Wednesday, July 22, 2009

DOE Launches Commercial Real Estate Energy Alliance


DOE Launches Commercial Real Estate Energy Alliance
Coalition Includes Leading CRE Services Firms, Associations
By
Andrew C. Burr

Steven Chu, U.S. Secretary of Energy.U.S. Department of Energy (DOE) officials met with top commercial real estate executives Thursday at the 7 World Trade Center tower in New York to kick off the
Commercial Real Estate Energy Alliance (CREEA), a public-private partnership that will explore ways to increase the energy efficiency of new buildings. The Alliance is part of an array of programming being spawned from DOE’s Net-Zero Energy Commercial Building Initiative (CBI), a billion-dollar program aiming to produce widespread zero-energy commercial buildings by the year 2025.

On hand for the launch of the Alliance were about 60 executives from real estate services firms like CB Richard Ellis and Cushman & Wakefield, hoteliers such as Hilton and Wyndham, and real estate trade groups including the Building Owners and Managers Association (BOMA) International and the American Society of Heating, Refrigerating and Air-Conditioning Engineers (ASHRAE). Also part of the coalition are The Walt Disney Co., casino resort owner MGM Mirage and the U.S. General Services Administration (GSA), the nation’s largest real estate group.

The Steering Committee for the Alliance, comprised of about 20 organizations, will meet each month to share energy efficiency practices and ideas with each other and government officials, said Henry Chamberlain, president and chief operating officer of BOMA, who attended the event with the organization’s chair, Richard Purtell of Grubb & Ellis. Though BOMA runs many of its own energy efficiency programs and forums for property professionals, Chamberlain said there are advantages to government involvement. “It’s a larger forum than BOMA could pull off by itself,” Chamberlain said of CREEA, noting the participation of many firms from outside the real estate industry. “It’s a larger universe of folks that are out there exploring technologies to be more energy efficient. These are the players that are making it happen.”
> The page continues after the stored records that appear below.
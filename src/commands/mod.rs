pub mod completions;
pub mod info;
pub mod sync;
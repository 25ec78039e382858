use std::path::PathBuf;
use thiserror::Error;

#[derive(Error, Debug)]
pub enum BlockforgeError {
    #[error("Configuration error: {0}")]
    ConfigError(String),

    #[error("IO error at '{path}': {source}")]
    IoError {
        path: PathBuf,
        #[source]
        source: std::io::Error,
    },

    #[error("IO error: {0}")]
    StdIoError(#[from] std::io::Error),

    #[error("Failed to fetch registry: {0}")]
    RemoteFetchError(String),

    /// A componentName that is not a valid identifier in generated output.
    /// `author` is set when the entry came from an author namespace.
    #[error("Invalid component name '{name}'{}", author_suffix(.author))]
    InvalidIdentifier {
        name: String,
        author: Option<String>,
    },

    #[error("Invalid author handle '{0}'")]
    InvalidAuthor(String),

    #[error("Malformed registry entry '{component}': {reason}")]
    MalformedEntry { component: String, reason: String },
}

fn author_suffix(author: &Option<String>) -> String {
    match author {
        Some(a) => format!(" (author '{}')", a),
        None => String::new(),
    }
}

pub type Result<T> = std::result::Result<T, BlockforgeError>;
//! Input sanitization for generated source.
//!
//! Everything in a registry snapshot is external data. Component names end
//! up as exported identifiers, author handles end up as directory names and
//! factory arguments, and free-form text ends up inside string literals.
//! This module is the single place where each of those is made safe.

use crate::error::{BlockforgeError, Result};
use regex::Regex;
use std::sync::LazyLock;

/// Valid JavaScript identifier (ASCII subset; the registry publishes ASCII names).
static JS_IDENTIFIER: LazyLock<Regex> =
    LazyLock::new(|| Regex::new(r"^[A-Za-z_$][A-Za-z0-9_$]*$").expect("Invalid regex pattern"));

/// Author handles become directory names; keep them to a filesystem-safe set.
static SAFE_AUTHOR_HANDLE: LazyLock<Regex> =
    LazyLock::new(|| Regex::new(r"^[a-zA-Z0-9._-]+$").expect("Invalid regex pattern"));

/// Words that parse as identifiers but cannot be export names.
const JS_RESERVED: &[&str] = &[
    "await", "break", "case", "catch", "class", "const", "continue", "debugger", "default",
    "delete", "do", "else", "enum", "export", "extends", "false", "finally", "for", "function",
    "if", "import", "in", "instanceof", "let", "new", "null", "return", "static", "super",
    "switch", "this", "throw", "true", "try", "typeof", "var", "void", "while", "with", "yield",
];

/// Validate a componentName for use as a generated export identifier.
///
/// The server is supposed to only publish valid names; this is the defensive
/// backstop that turns a bad name into a generation error instead of
/// silently emitting code that does not parse.
pub fn validate_component_name(name: &str, author: Option<&str>) -> Result<()> {
    if !JS_IDENTIFIER.is_match(name) || JS_RESERVED.contains(&name) {
        return Err(BlockforgeError::InvalidIdentifier {
            name: name.to_string(),
            author: author.map(str::to_string),
        });
    }
    Ok(())
}

/// Validate an author handle for use as a subdirectory name and factory
/// argument. Rejects empty handles, path separators, and traversal.
pub fn validate_author_handle(author: &str) -> Result<()> {
    if author.is_empty()
        || author.contains("..")
        || !SAFE_AUTHOR_HANDLE.is_match(author)
    {
        return Err(BlockforgeError::InvalidAuthor(author.to_string()));
    }
    Ok(())
}

/// Escape arbitrary text for embedding in a single-quoted JS string literal.
///
/// Escapes the backslash, the delimiter, literal newlines, and the JS line
/// separators U+2028/U+2029 (legal in JSON, fatal inside a string literal).
/// Everything else, Unicode included, passes through unchanged.
pub fn escape_js_string(input: &str) -> String {
    let mut out = String::with_capacity(input.len());
    for ch in input.chars() {
        match ch {
            '\\' => out.push_str("\\\\"),
            '\'' => out.push_str("\\'"),
            '\n' => out.push_str("\\n"),
            '\r' => out.push_str("\\r"),
            '\u{2028}' => out.push_str("\\u2028"),
            '\u{2029}' => out.push_str("\\u2029"),
            _ => out.push(ch),
        }
    }
    out
}

/// Render text as a quoted literal, delimiter included.
pub fn js_string(input: &str) -> String {
    format!("'{}'", escape_js_string(input))
}

/// Render a tag list as a literal list. Empty stays `[]`, never null.
pub fn js_string_array(items: &[String]) -> String {
    let quoted: Vec<String> = items.iter().map(|item| js_string(item)).collect();
    format!("[{}]", quoted.join(", "))
}
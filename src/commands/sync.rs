//! Sync orchestrator.
//!
//! Drives one run end-to-end: fetch -> synthesize -> materialize, with
//! console reporting at each stage. The flow is linear with no retries:
//! a fetch or validation failure aborts before anything is written; a
//! filesystem failure mid-materialization leaves already-written files in
//! place and the next run converges the package again.

use crate::codegen;
use crate::config;
use crate::error::Result;
use crate::project_identity;
use crate::registry::{RegistryClient, RegistrySnapshot};
use crate::ui as output;
use chrono::{SecondsFormat, Utc};
use std::path::PathBuf;

#[derive(Debug, Default)]
pub struct SyncOptions {
    /// Root directory the package probe starts from. Defaults to cwd.
    pub root: Option<PathBuf>,
    /// Fetch and synthesize but write nothing.
    pub dry_run: bool,
}

pub fn run(options: SyncOptions) -> Result<()> {
    let cfg = config::load()?;
    let client = RegistryClient::new(&cfg)?;

    output::info(&format!("Fetching registry from {}", client.endpoint()));
    let snapshot = client.fetch_snapshot()?;

    apply_snapshot(&snapshot, &options)
}

/// Everything after the fetch: empty-check, package probing, synthesis,
/// materialization. Split from `run` so the write policies can be exercised
/// against an in-memory snapshot without a live registry.
pub fn apply_snapshot(snapshot: &RegistrySnapshot, options: &SyncOptions) -> Result<()> {
    if snapshot.is_empty() {
        output::success("Registry is empty - nothing to sync");
        return Ok(());
    }
    report_snapshot(snapshot);

    let root = match &options.root {
        Some(path) => path.clone(),
        None => std::env::current_dir()?,
    };
    let Some(pkg_dir) = codegen::locate_package(&root) else {
        output::warning(&format!(
            "No {} package found under {}",
            project_identity::TARGET_PACKAGE_NAME,
            root.display()
        ));
        output::success("Sync finished (code generation skipped)");
        return Ok(());
    };
    output::verbose(&format!("Target package: {}", pkg_dir.display()));

    // The timestamp is the one intentionally volatile piece of output.
    let generated_at = Utc::now().to_rfc3339_opts(SecondsFormat::Secs, true);
    let generated = codegen::synthesize(snapshot, &generated_at)?;

    if options.dry_run {
        output::info(&format!(
            "Dry-run: would write {} author module(s) and the global exports module to {}",
            generated.authors.len(),
            pkg_dir.display()
        ));
        output::success("Dry-run completed - no files were written");
        return Ok(());
    }

    let summary = codegen::materialize(&pkg_dir, &generated)?;

    output::success(&format!(
        "Synced {} component(s) across {} author(s) into {}",
        generated.component_count,
        generated.author_count,
        pkg_dir.display()
    ));
    if summary.entry_patched {
        output::info(&format!(
            "Added generated re-export to {}",
            summary.entry_path.display()
        ));
    } else {
        output::verbose(&format!(
            "Entry point {} already re-exports generated blocks",
            summary.entry_path.display()
        ));
    }

    Ok(())
}

fn report_snapshot(snapshot: &RegistrySnapshot) {
    output::keyval("Blocks", &snapshot.meta.total_blocks.to_string());
    output::keyval("Components", &snapshot.registry.len().to_string());
    output::keyval("Authors", &snapshot.author_registry.len().to_string());
    if !snapshot.meta.last_updated.is_empty() {
        output::verbose(&format!("Registry updated: {}", snapshot.meta.last_updated));
    }
}
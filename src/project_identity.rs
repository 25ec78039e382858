//! Central project identity contract.
//!
//! Single source of truth for runtime identity values: binary name, env
//! prefix, default registry endpoint, and the published package the sync
//! engine generates code into.

pub const DISPLAY_NAME: &str = "Blockforge";
pub const BINARY_NAME: &str = "blockforge";
pub const CONFIG_DIR_NAME: &str = "blockforge";
pub const ENV_PREFIX: &str = "BLOCKFORGE";

/// Default registry API base (no trailing slash).
pub const DEFAULT_REGISTRY_URL: &str = "https://registry.blockforge.dev/api/v1";

/// `name` field of the package.json the materializer looks for.
pub const TARGET_PACKAGE_NAME: &str = "@blockforge/blocks";

/// Module specifier the generated files import their block factories from.
/// Self-referencing package import, resolved via the package's own exports map.
pub const RUNTIME_MODULE: &str = "@blockforge/blocks/runtime";

pub fn env_key(suffix: &str) -> String {
    format!("{}_{}", ENV_PREFIX, suffix)
}

pub fn registry_endpoint(base_url: &str) -> String {
    format!("{}/registry", base_url.trim_end_matches('/'))
}

#[cfg(test)]
mod tests {
    use super::*;

    #[test]
    fn endpoint_joins_without_double_slash() {
        assert_eq!(
            registry_endpoint("https://example.com/api/"),
            "https://example.com/api/registry"
        );
        assert_eq!(
            registry_endpoint("https://example.com/api"),
            "https://example.com/api/registry"
        );
    }

    #[test]
    fn env_key_uses_prefix() {
        assert_eq!(env_key("REGISTRY_URL"), "BLOCKFORGE_REGISTRY_URL");
    }
}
The Alliance will help the industry speak with a “collective buying voice” to pressure building materials and technology suppliers to create more energy-efficient equipment, DOE said in a statement Thursday. It will also give property firms access to energy efficiency research and technologies at DOE's national laboratories, which may hasten progress, said Scott Hine, acting program manager of DOE's Building Technologies Program. “This collaboration will help speed the adoption of high-performance, energy-efficient buildings by the commercial real estate sector,” Hine stated. The Net-Zero Energy Commercial Building Initiative was signed into law by former President Bush as part of the Energy Independence and Security Act of 2007, and is authorized for more than $1 billion in federal funds over the next decade.

DOE committed $15 million last year to the program’s first phase, a research project involving two national laboratories and 21 companies that will produce new and retrofitted buildings with significant cuts in energy consumption. DOE has also formed the Hospital Energy Alliance and the Retailer Energy Alliance.

The CREEA Steering Committee includes executives from the following organizations: CB Richard Ellis, Cushman & Wakefield, Grubb & Ellis, Hilton Hotels Corp., Jones Lang LaSalle, MGM Mirage, Transwestern, GSA, USAA Real Estate Co., The Walt Disney Co., Wyndham Hotel and Resorts, American Hotel and Lodging Association, ASHRAE, BOMA, Illuminating Engineering Society of North America, International Council of Shopping Centers, NAIOP and Real Estate Roundtable.